Add polling mechanism to proposal

Author: ciarams87

docs/proposals/nap-waf.md

@@ -5,14 +5,15 @@
 
 ## Summary
 
-This proposal describes the integration of NGINX App Protect (NAP) WAF v5 into NGINX Gateway Fabric (NGF) to provide comprehensive WAF protection at Gateway and Route levels while working within NAP v5's architectural constraints of multi-container deployment and pre-compiled policy requirements. The design uses Gateway API inherited policy attachment to provide flexible, hierarchical WAF protection.
+This proposal describes the integration of NGINX App Protect (NAP) WAF v5 into NGINX Gateway Fabric (NGF) to provide comprehensive WAF protection at Gateway and Route levels while working within NAP v5's architectural constraints of multi-container deployment and pre-compiled policy requirements. The design uses Gateway API inherited policy attachment to provide flexible, hierarchical WAF protection with GitOps-friendly static policy references through automatic polling and change detection.
 
 ## Goals
 
 - Extend NginxProxy resource to enable NAP WAF for GatewayClass/Gateway with multi-container orchestration
 - Design WafPolicy custom resource using inherited policy attachment for hierarchical WAF configuration
 - Define deployment workflows that accommodate NAP v5's external policy compilation requirements
 - Provide secure and automated policy distribution mechanisms from external sources
+- Support GitOps workflows with static policy file references and automatic change detection
 - Deliver enterprise-grade WAF capabilities through Kubernetes-native APIs with intuitive policy inheritance
 - Maintain alignment with NGF's existing security and operational patterns
 - Support configurable security logging for WAF events and policy violations
@@ -41,6 +42,14 @@ NGINX App Protect WAF v5 imposes specific architectural requirements that fundam
 
 This proposal provides the best possible Kubernetes-native experience while respecting NAP v5 constraints, abstracting complexity from end users where possible while maintaining operational flexibility for enterprise environments. The design uses Gateway API's inherited policy attachment pattern to provide intuitive hierarchical security with the ability to override policies at more specific levels.
 
+### GitOps Integration
+
+A key design principle is seamless GitOps workflow support through automatic change detection:
+
+- **Automatic Polling**: When polling is enabled, NGF periodically checks for policy changes using checksum validation
+- **Efficient Updates**: Only downloads policy bundles when content actually changes
+- **CI/CD Friendly**: Teams can update policies without modifying Kubernetes resources
+
 ### Policy Attachment Strategy
 
 The design uses **inherited policy attachment** following Gateway API best practices:
@@ -132,6 +141,7 @@ graph TB
     NGFPod -->|Watches Resources| NginxProxy
     NGFPod -->|Watches Resources| GatewayWafPolicy
     NGFPod -->|Watches Resources| RouteWafPolicy
+    NGFPod -->|Periodic Polling<br/>Checksum Validation| Store
     NGFPod -->|Fetches Policy<br/>Native Cloud Auth| Store
     NGFServiceAccount -.->|Cloud Provider<br/>Authentication| Store
     NGFPod -.->|Fallback: Uses Credentials| Secret
@@ -177,16 +187,11 @@ graph TB
     class PublicEndpoint endpoint
     class Secret optional
 
-    %% Notes about the architecture
-    classDef note fill:#fffacd,stroke:#daa520,stroke-width:1px,stroke-dasharray: 5 5
-    Note1[📝 Note: Gateway-level WafPolicy provides inherited protection<br/>Route-level WafPolicy can override for specific routes]
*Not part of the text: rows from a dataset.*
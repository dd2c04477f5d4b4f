//! HTTP server for the mdview document viewer.
//!
//! This crate provides an axum server serving:
//! - `GET /`: the viewer page for the `doc` query parameter
//! - `GET /api/render?doc=`: a rendered document as JSON
//! - `GET /api/navigation`: the sidebar as JSON
//! - every other path from the documents source directory
//!
//! # Quick Start
//!
//! ```ignore
//! use std::sync::Arc;
//! use mdview_server::{ServerConfig, run_server};
//!
//! #[tokio::main]
//! async fn main() {
//!     let viewer = Arc::new(build_viewer());
//!     let config = ServerConfig {
//!         host: "127.0.0.1".to_owned(),
//!         port: 7979,
//!         static_dir: Some("site".into()),
//!         ..ServerConfig::default()
//!     };
//!
//!     run_server(config, viewer).await.unwrap();
//! }
//! ```
//!
//! # Architecture
//!
//! ```text
//! Browser ──HTTP──► axum server (mdview-server)
//!                        │
//!                        ├─► / and /api/* ──► Viewer (fetch, render, enrich)
//!                        │
//!                        └─► anything else ──► tower-http ServeDir
//! ```

mod app;
mod error;
mod handlers;
mod middleware;
mod state;
mod static_files;

use std::net::SocketAddr;
use std::path::PathBuf;
use std::str::FromStr;
use std::sync::Arc;

pub use error::ServerError;
use mdview_site::Viewer;
use state::AppState;

/// Server configuration.
#[derive(Clone, Debug)]
pub struct ServerConfig {
    /// Host address to bind to.
    pub host: String,
    /// Port to listen on.
    pub port: u16,
    /// Directory served for paths outside the routes.
    pub static_dir: Option<PathBuf>,
    /// Site name shown in page titles.
    pub site_title: String,
    /// Application version (mixed into `ETag`s).
    pub version: String,
}

impl Default for ServerConfig {
    fn default() -> Self {
        Self {
            host: "127.0.0.1".to_owned(),
            port: 7979,
            static_dir: None,
            site_title: "mdview".to_owned(),
            version: String::new(),
        }
    }
}

/// Run the server until Ctrl-C.
///
/// # Errors
///
/// Returns an error if the address does not parse or cannot be bound.
pub async fn run_server(config: ServerConfig, viewer: Arc<Viewer>) -> Result<(), ServerError> {
    let state = Arc::new(AppState {
        viewer,
        static_dir: config.static_dir,
        site_title: config.site_title,
        version: config.version,
    });

    let app = app::create_router(state);

    let addr = SocketAddr::from_str(&format!("{}:{}", config.host, config.port))?;
    tracing::info!(address = %addr, "Starting server");

    let listener = tokio::net::TcpListener::bind(addr).await?;
    axum::serve(listener, app)
        .with_graceful_shutdown(shutdown_signal())
        .await?;

    Ok(())
}

/// Wait for shutdown signal (Ctrl-C).
async fn shutdown_signal() {
    if let Err(error) = tokio::signal::ctrl_c().await {
        tracing::error!(%error, "Failed to listen for Ctrl+C");
        std::future::pending::<()>().await;
    }
    tracing::info!("Shutdown signal received, stopping server...");
}
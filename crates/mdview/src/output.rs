//! Colored terminal output on stderr.
//!
//! Stdout is reserved for rendered HTML.

use console::{Style, Term};

pub(crate) struct Output {
    term: Term,
    label: Style,
    warn: Style,
    fail: Style,
    title: Style,
}

impl Output {
    #[must_use]
    pub(crate) fn new() -> Self {
        Self {
            term: Term::stderr(),
            label: Style::new().dim(),
            warn: Style::new().yellow(),
            fail: Style::new().red().bold(),
            title: Style::new().cyan().bold(),
        }
    }

    fn line(&self, text: &str) {
        // Nothing useful to do when stderr is gone.
        let _ = self.term.write_line(text);
    }

    pub(crate) fn heading(&self, text: &str) {
        self.line(&self.title.apply_to(text).to_string());
    }

    /// `label: value`, label dimmed.
    pub(crate) fn field(&self, label: &str, value: impl std::fmt::Display) {
        self.line(&format!("{} {value}", self.label.apply_to(format!("{label}:"))));
    }

    pub(crate) fn info(&self, text: &str) {
        self.line(text);
    }

    pub(crate) fn warning(&self, text: &str) {
        self.line(&self.warn.apply_to(text).to_string());
    }

    pub(crate) fn error(&self, text: &str) {
        self.line(&self.fail.apply_to(text).to_string());
    }
}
-    Note2[📝 Note: Secret only required for fallback authentication<br/>Native cloud auth uses NGF Service Account annotations]
-    class Note1,Note2 note
 ```
 
 This architecture demonstrates the hierarchical policy attachment system where Gateway-level WafPolicies provide default protection that can be overridden by Route-level policies for granular control:
 
-**External Policy Management (Blue):** Security teams develop WAF policies using NAP v5 JSON schema, compile them using NAP v5 compiler tools, and publish the compiled policy bundles to accessible storage locations (S3, HTTP servers, or MinIO).
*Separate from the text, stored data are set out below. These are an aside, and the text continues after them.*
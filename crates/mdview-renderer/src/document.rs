//! Markdown document identifiers.

use std::fmt;

use url::form_urlencoded;

/// Why a document identifier was rejected.
#[derive(Debug, Clone, PartialEq, Eq, thiserror::Error)]
pub enum DocPathError {
    #[error("document path is empty")]
    Empty,
    #[error("not a markdown document: {0}")]
    NotMarkdown(String),
    #[error("path traversal is not allowed: {0}")]
    Traversal(String),
    #[error("{path} is outside the document root {root}")]
    OutsideRoot { path: String, root: String },
}

/// A validated, normalized path to a `.md` document.
///
/// Normalization turns backslashes into `/` and removes one leading `./`.
/// The result must end in `.md` (any case), must not contain `..` anywhere,
/// and must start with `root` when a non-empty root is given.
///
/// ```
/// use mdview_renderer::{DocPath, DocPathError};
///
/// let doc = DocPath::parse(r".\docs\guide.md", "docs/").unwrap();
/// assert_eq!(doc.as_str(), "docs/guide.md");
/// assert!(matches!(DocPath::parse("guide.md", "docs/"), Err(DocPathError::OutsideRoot { .. })));
/// ```
#[derive(Debug, Clone, PartialEq, Eq, Hash)]
pub struct DocPath(String);

impl DocPath {
    pub fn parse(raw: &str, root: &str) -> Result<Self, DocPathError> {
        if raw.is_empty() {
            return Err(DocPathError::Empty);
        }
        let slashed = raw.replace('\\', "/");
        let normalized = slashed.strip_prefix("./").unwrap_or(&slashed);

        if normalized.is_empty() {
            return Err(DocPathError::Empty);
        }
        if !normalized.to_ascii_lowercase().ends_with(".md") {
            return Err(DocPathError::NotMarkdown(normalized.to_owned()));
        }
        if normalized.contains("..") {
            return Err(DocPathError::Traversal(normalized.to_owned()));
        }
        if !root.is_empty() && !normalized.starts_with(root) {
            return Err(DocPathError::OutsideRoot {
                path: normalized.to_owned(),
                root: root.to_owned(),
            });
        }
        Ok(Self(normalized.to_owned()))
    }

    #[must_use]
    pub fn as_str(&self) -> &str {
        &self.0
    }

    /// Viewer link for this document.
    #[must_use]
    pub fn href(&self) -> String {
        doc_href(&self.0)
    }
}

impl fmt::Display for DocPath {
    fn fmt(&self, f: &mut fmt::Formatter<'_>) -> fmt::Result {
        f.write_str(&self.0)
    }
}

impl AsRef<str> for DocPath {
    fn as_ref(&self) -> &str {
        &self.0
    }
}

/// Query string that opens `path` in the viewer, e.g. `?doc=docs%2Fa.md`.
#[must_use]
pub fn doc_href(path: &str) -> String {
    form_urlencoded::Serializer::new(String::from("?"))
        .append_pair("doc", path)
        .finish()
}

#[cfg(test)]
mod tests {
    use super::*;

    #[test]
    fn test_accepts_path_under_root() {
        let doc = DocPath::parse("docs/guide.md", "docs/").unwrap();
        assert_eq!(doc.as_str(), "docs/guide.md");
    }

    #[test]
    fn test_rejects_path_outside_root() {
        assert_eq!(
            DocPath::parse("guide.md", "docs/"),
            Err(DocPathError::OutsideRoot {
                path: "guide.md".to_owned(),
                root: "docs/".to_owned(),
            })
        );
    }

    #[test]
    fn test_rejects_traversal() {
        assert!(matches!(
            DocPath::parse("..//secret.md", ""),
            Err(DocPathError::Traversal(_))
        ));
        assert!(matches!(
            DocPath::parse("docs/../../etc/x.md", "docs/"),
            Err(DocPathError::Traversal(_))
        ));
        // Any `..` substring is rejected, not only path segments.
        assert!(DocPath::parse("docs/notes..md", "").is_err());
    }

    #[test]
    fn test_rejects_non_markdown() {
        assert_eq!(
            DocPath::parse("docs/data.csv", "docs/"),
            Err(DocPathError::NotMarkdown("docs/data.csv".to_owned()))
        );
    }

    #[test]
    fn test_empty_is_rejected() {
        assert_eq!(DocPath::parse("", ""), Err(DocPathError::Empty));
        assert_eq!(DocPath::parse("./", ""), Err(DocPathError::Empty));
    }

    #[test]
    fn test_extension_is_case_insensitive() {
        assert!(DocPath::parse("docs/README.MD", "docs/").is_ok());
    }

    #[test]
    fn test_backslashes_and_dot_prefix_normalized() {
        let doc = DocPath::parse(r".\docs\methods\a.md", "").unwrap();
        assert_eq!(doc.to_string(), "docs/methods/a.md");
    }

    #[test]
    fn test_no_root_accepts_any_markdown() {
        assert!(DocPath::parse("anywhere/x.md", "").is_ok());
    }

    #[test]
    fn test_doc_href() {
        assert_eq!(doc_href("docs/a b.md"), "?doc=docs%2Fa+b.md");
        let doc = DocPath::parse("docs/实验.md", "").unwrap();
        assert_eq!(doc.href(), "?doc=docs%2F%E5%AE%9E%E9%AA%8C.md");
    }
}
+**External Policy Management (Blue):** Security teams develop WAF policies using NAP v5 JSON schema, compile them using NAP v5 compiler tools, and publish the compiled policy bundles to accessible storage locations (S3, HTTP servers, MinIO etc).
 
 **Control Plane (Purple):** The NGF Pod in the `nginx-gateway` namespace acts as the centralized control plane, watching for NginxProxy and WafPolicy resources across application namespaces, fetching compiled policies from external storage using appropriate authentication, and distributing policy configurations to NGINX Pods via secure gRPC connections.
 
@@ -200,6 +205,8 @@ This architecture demonstrates the hierarchical policy attachment system where G
 
 **Policy Inheritance:** Gateway-level WafPolicies automatically protect all routes attached to the Gateway. Route-level WafPolicies can override Gateway policies with more specific protection. This design supports both broad default protection and granular security controls while maintaining operational simplicity.
 
+- **GitOps Integration**: Optional automatic polling detects policy changes without requiring Kubernetes resource updates
+
 The architecture demonstrates separation of concerns: external policy compilation and storage, centralized policy distribution with inheritance hierarchy, and distributed policy enforcement, while maintaining security through ephemeral storage and immutable infrastructure principles.
 
 ### Network Access Requirements
@@ -232,6 +239,9 @@ Example air-gapped configuration:
 spec:
   policySource:
     fileLocation: "http://policy-server.nginx-system.svc.cluster.local/policies/prod-policy.tgz"
+    polling:
+      enabled: true
+      interval: "5m"
 ```
 
 ### Policy Development Workflow
@@ -243,7 +253,7 @@ Given NAP v5 constraints, users must follow this workflow:
 3. **Compilation**: Use NAP v5 compiler tools to create policy and logging profile bundles
 4. **Distribution**: Publish compiled policies and log profiles to accessible storage (S3, HTTP)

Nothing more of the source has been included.